CVS Looks to Sustain Customer Growth Momentum

Feb. 9, 2022
With COVID-related activity set to fall significantly this year, the company’s is thinking more about keeping more people around for more services.

The top leaders of CVS Health Corp. aren’t saying COVID-19 is no longer materially affecting their business. But they made it clear Feb. 9 they are starting to look beyond the pandemic – and expect the Rhode Island-based company’s digital muscle to power much of the engagement needed to ensure long-term success.

The pandemic brought to CVS masses of new customers looking for vaccines and tests: The company administered 59 million shots and 32 million tests in 2021 (but those numbers are forecast to drop off significantly this year). Many of those consumers not surprisingly stuck around for other products and services, helping drive same-store sales up more than 13 percent, with so-called front-store sales not directly related to the company’s pharmacies climbing nearly 19 percent. The extra traffic also lifted CVS’ pharmacy script market share (as reported by IQVIA) more than half a percentage point to 26.7 percent.

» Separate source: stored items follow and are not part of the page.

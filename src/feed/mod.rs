//! Feed access: download ([`fetch`]) and flattening into a table ([`xml`]).

pub mod fetch;
pub mod xml;

pub use fetch::{FeedSource, HttpFeedSource};
pub use xml::{extract_table, extract_table_from_bytes};

use crate::error::{PipelineError, PipelineResult};

/// Dataset name used for output files: the last non-empty path segment of the feed URL.
///
/// `https://api.nanaimo.ca/dataservice/v1/sql/BusinessLicences/` gives `BusinessLicences`.
pub fn dataset_name_from_url(feed_url: &str) -> PipelineResult<String> {
    let parsed = url::Url::parse(feed_url)
        .map_err(|e| PipelineError::config(format!("invalid feed url '{feed_url}': {e}")))?;
    parsed
        .path_segments()
        .and_then(|segments| segments.filter(|s| !s.is_empty()).last())
        .map(str::to_owned)
        .ok_or_else(|| PipelineError::config(format!("feed url '{feed_url}' has no path to name the dataset")))
}

#[cfg(test)]
mod tests {
    use super::dataset_name_from_url;

    #[test]
    fn dataset_name_ignores_trailing_slash() {
        assert_eq!(
            dataset_name_from_url("https://api.nanaimo.ca/dataservice/v1/sql/BusinessLicences/").unwrap(),
            "BusinessLicences"
        );
        assert_eq!(
            dataset_name_from_url("http://api.nanaimo.ca/dataservice/v1/sql/Construction").unwrap(),
            "Construction"
        );
    }

    #[test]
    fn dataset_name_requires_a_path() {
        assert!(dataset_name_from_url("https://api.nanaimo.ca/").is_err());
        assert!(dataset_name_from_url("not a url").is_err());
    }
}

Now, after that big tactical lift, comes the more strategic follow-up.

Speaking to analysts and investors after reporting CVS’ fourth-quarter results – which showed a profit of nearly $1.3 billion, up from $975 million in late 2020, on sales of $76.6 billion – President and CEO Karen Lynch and her team said, among other things, that they are shifting their focus to a post-testing, post-vaccine world in which CVS can retain many of the consumers new to its stores, software applications and health plan members. Chief Customer Officer Michelle Peluso said doing that starts with a sharp focus on customer experience that builds on the satisfaction benefits from the company’s vaccination and testing work. The hiring of about 45,000 clinical and retail team members via a late-September virtual career event will give Peluso’s team a chance to train new talent to do that.

From there, CVS wants to bring newer customers onto its digital platforms and into its loyalty programs. That helps the company and customers connect the various parts of CVS’ business such as prescriptions and more general health and wellness products. Lynch noted that 40 million people now have digital relationships with CVS and that that number has risen by about 4 million since the summer. Similarly, four out of five patients are using a digitized check-in process to eliminate paperwork before they use CVS’ HealthHub or MinuteClinic services and the company’s premium CarePass prescription delivery program – which Peluso said is another driver of higher engagement – has grown 40 percent in the past year.

There’s more to come, both in the short term and beyond. Next week, Peluso said, CVS will roll out an online service that helps consumers find the nearest CVS store with free COVID test kits.

Digital services also are a key component of CVS’ multibillion-dollar push into primary care services, which Lynch and her team late last year said will really start to gather steam in the middle of this decade via both organic growth and acquisitions – a strategy peer Walgreens Boots Alliance also is pursuing.

“Digital is a part of the strategy; it's not necessarily the driver,” Lynch said. “I think it's important when you think about the connectivity of care, the continuity of care, [and] the seamless experience, you have to have those digital connections. So that will be part of our overall strategy. And we will continue to look at what we can do internally versus what opportunities there are externally.”

The expected drop in COVID business this year also means CVS executives are paying attention to wringing some efficiencies from the operation they’ve built to manage pandemic-related care. Chief Pharmacy Officer Prem Shah said that CVS’ customer-focused digital priorities also are helping eliminate duplicative work in its pharmacies but that there are more savings to book.

“We’re definitely continuing to look at our back of the store and creating what I'd say is a digital-first experience for consumers but also creating efficiencies across stores when you look at our pharmacy assets and how we can leverage those efficiencies,” Shah said. “So [we’re] absolutely looking at that. There's more to come.”

Shares of CVS (Ticker: CVS) were down more than 5 percent to about $105 in afternoon trading Feb. 9 as investors focused on the fact that Lynch and her team left intact the initial 2022 earnings guidance they provided late last year. The shares are, however, still up nearly 30 percent over the past six months.